BRIEF:
The answer must be one number: the count of lines in the data below that include "EnemyId".

DATASET CONTENT:

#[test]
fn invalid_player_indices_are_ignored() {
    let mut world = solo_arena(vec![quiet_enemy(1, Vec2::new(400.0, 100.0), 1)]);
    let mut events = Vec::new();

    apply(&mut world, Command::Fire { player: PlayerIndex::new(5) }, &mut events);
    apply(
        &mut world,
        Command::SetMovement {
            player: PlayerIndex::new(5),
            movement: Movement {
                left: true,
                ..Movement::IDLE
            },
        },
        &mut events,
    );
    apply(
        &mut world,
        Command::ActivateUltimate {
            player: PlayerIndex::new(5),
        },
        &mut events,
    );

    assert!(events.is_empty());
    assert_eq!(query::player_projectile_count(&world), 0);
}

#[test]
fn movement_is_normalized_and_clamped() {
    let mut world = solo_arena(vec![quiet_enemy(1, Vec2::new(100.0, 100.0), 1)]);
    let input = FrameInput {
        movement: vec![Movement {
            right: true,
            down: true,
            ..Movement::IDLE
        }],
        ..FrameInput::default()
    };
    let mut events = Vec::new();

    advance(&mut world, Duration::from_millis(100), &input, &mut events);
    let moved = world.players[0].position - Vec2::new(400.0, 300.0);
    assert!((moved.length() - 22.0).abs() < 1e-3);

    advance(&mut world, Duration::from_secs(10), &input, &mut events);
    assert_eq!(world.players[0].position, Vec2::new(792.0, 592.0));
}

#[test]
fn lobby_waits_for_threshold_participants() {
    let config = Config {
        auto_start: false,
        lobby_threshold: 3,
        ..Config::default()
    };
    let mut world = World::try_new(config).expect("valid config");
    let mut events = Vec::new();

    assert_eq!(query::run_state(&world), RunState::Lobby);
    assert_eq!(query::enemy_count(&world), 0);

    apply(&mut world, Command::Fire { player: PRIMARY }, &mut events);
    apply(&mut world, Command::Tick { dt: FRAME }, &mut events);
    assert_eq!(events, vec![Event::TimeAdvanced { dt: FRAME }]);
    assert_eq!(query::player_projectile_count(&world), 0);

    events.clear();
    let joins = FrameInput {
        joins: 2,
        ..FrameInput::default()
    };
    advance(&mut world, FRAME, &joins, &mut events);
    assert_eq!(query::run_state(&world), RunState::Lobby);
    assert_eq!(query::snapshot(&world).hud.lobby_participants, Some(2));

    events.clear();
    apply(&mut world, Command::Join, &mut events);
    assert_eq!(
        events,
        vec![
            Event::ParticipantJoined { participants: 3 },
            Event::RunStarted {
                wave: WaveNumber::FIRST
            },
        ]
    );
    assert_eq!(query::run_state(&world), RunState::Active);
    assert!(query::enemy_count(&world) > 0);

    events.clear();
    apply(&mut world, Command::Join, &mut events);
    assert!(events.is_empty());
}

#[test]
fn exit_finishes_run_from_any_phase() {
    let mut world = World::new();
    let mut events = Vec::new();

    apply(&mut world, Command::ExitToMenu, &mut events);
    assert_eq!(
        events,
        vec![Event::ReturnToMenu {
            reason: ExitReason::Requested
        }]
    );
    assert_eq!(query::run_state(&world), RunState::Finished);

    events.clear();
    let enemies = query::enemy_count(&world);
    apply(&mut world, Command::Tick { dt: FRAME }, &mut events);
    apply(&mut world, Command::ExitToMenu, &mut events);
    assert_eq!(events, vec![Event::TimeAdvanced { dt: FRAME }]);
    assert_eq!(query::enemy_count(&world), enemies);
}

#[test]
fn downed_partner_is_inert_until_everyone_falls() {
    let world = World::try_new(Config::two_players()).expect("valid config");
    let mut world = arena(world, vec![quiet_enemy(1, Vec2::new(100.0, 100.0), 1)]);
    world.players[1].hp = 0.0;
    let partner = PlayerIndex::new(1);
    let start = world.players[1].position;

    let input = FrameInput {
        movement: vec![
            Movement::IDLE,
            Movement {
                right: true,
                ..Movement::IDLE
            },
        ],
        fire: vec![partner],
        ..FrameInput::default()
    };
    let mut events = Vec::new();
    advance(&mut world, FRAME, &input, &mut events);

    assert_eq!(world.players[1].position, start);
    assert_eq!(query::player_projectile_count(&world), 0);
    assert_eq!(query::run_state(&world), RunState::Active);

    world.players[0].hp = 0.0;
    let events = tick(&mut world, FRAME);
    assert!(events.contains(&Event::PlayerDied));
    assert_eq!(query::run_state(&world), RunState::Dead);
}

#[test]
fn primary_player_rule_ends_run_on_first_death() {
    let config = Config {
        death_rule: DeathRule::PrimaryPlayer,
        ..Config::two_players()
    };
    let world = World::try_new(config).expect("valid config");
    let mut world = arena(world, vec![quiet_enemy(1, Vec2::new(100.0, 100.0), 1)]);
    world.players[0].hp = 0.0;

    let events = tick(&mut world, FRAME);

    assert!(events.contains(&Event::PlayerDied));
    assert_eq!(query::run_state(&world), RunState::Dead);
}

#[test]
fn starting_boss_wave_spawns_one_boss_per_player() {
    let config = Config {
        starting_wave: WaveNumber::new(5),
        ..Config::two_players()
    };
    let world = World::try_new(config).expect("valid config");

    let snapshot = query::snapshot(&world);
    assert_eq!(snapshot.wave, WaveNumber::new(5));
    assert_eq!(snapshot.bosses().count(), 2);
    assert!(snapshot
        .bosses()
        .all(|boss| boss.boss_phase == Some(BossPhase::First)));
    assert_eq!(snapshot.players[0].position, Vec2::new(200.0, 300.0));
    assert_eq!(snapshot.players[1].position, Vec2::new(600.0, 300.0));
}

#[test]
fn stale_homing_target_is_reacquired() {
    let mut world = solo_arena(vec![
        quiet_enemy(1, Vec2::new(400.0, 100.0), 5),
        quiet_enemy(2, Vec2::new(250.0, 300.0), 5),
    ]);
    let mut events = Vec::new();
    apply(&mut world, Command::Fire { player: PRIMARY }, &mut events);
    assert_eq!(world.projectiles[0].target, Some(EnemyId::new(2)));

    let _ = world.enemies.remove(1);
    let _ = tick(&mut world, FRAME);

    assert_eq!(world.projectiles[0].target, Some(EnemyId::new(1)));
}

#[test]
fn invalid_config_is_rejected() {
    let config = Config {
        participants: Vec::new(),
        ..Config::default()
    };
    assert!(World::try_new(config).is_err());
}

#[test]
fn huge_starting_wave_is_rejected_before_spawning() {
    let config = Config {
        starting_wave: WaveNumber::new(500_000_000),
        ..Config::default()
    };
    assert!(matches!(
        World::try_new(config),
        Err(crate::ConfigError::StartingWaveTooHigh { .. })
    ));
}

---

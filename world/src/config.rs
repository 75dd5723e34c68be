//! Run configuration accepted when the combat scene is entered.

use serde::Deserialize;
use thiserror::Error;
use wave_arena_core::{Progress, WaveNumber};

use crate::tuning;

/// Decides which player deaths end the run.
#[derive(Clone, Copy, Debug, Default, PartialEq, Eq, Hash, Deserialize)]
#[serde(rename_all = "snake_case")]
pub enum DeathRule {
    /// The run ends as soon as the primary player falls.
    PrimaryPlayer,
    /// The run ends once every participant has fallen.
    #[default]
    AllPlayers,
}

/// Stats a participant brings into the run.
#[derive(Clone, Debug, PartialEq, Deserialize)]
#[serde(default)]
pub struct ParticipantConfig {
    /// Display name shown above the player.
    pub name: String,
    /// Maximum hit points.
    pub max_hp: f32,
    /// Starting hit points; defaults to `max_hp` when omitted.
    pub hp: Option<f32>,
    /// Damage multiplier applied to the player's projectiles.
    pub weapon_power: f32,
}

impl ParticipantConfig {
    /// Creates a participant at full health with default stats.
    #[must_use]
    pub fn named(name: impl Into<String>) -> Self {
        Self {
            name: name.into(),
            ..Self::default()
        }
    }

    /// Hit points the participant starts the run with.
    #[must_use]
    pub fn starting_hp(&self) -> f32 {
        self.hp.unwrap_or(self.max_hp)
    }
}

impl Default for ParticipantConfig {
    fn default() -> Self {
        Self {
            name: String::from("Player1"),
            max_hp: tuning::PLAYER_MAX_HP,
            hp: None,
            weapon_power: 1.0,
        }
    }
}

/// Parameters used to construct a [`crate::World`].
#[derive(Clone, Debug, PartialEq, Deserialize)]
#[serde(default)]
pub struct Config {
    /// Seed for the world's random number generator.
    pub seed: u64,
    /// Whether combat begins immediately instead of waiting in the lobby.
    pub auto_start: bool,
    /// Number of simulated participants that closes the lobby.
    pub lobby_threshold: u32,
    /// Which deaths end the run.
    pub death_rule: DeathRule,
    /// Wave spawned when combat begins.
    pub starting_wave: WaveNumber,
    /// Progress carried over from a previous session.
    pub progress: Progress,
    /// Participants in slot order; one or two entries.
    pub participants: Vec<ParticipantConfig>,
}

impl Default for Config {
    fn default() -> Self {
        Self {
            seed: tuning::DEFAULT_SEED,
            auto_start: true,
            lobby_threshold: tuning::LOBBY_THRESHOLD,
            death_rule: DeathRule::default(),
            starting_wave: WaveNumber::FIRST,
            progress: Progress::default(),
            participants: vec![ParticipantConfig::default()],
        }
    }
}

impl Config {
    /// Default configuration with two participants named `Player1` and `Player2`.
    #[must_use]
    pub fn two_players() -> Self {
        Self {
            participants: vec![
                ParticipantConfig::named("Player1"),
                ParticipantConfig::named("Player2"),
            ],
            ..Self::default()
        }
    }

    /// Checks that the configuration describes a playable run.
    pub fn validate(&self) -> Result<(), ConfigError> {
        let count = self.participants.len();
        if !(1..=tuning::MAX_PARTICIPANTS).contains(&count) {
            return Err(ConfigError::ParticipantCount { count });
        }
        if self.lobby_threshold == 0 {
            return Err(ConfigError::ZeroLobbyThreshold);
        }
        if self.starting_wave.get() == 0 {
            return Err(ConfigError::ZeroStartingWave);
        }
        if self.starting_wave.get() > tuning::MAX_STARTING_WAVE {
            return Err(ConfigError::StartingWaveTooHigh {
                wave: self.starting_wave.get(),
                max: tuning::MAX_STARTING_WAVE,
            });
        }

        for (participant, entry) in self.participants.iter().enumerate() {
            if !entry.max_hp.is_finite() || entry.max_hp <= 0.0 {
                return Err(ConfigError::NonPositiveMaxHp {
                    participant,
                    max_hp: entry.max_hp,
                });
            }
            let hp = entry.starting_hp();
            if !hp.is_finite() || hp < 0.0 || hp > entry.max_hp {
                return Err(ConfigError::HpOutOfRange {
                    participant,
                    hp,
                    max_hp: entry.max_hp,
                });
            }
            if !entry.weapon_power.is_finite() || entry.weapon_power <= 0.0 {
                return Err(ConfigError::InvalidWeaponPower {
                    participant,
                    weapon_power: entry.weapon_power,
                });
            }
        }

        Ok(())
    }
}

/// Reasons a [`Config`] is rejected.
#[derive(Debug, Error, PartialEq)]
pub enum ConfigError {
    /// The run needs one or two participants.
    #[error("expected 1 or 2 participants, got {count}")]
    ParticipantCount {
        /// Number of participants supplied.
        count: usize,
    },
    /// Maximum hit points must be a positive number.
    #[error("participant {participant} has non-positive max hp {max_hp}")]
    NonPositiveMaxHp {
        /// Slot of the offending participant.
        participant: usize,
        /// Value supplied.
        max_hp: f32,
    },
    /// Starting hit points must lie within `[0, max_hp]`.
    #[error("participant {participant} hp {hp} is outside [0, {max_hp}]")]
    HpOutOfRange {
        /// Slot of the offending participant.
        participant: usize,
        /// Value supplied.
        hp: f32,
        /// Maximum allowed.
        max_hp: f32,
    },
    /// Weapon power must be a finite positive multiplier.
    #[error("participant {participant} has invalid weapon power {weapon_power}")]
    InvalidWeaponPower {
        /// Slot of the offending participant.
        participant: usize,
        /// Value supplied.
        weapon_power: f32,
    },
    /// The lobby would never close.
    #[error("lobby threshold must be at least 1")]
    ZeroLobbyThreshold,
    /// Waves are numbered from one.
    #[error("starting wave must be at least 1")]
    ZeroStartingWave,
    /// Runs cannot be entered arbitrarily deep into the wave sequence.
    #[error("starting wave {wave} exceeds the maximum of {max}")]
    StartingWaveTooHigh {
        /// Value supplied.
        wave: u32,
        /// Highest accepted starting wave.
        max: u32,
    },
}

TASK RESPONSE:
2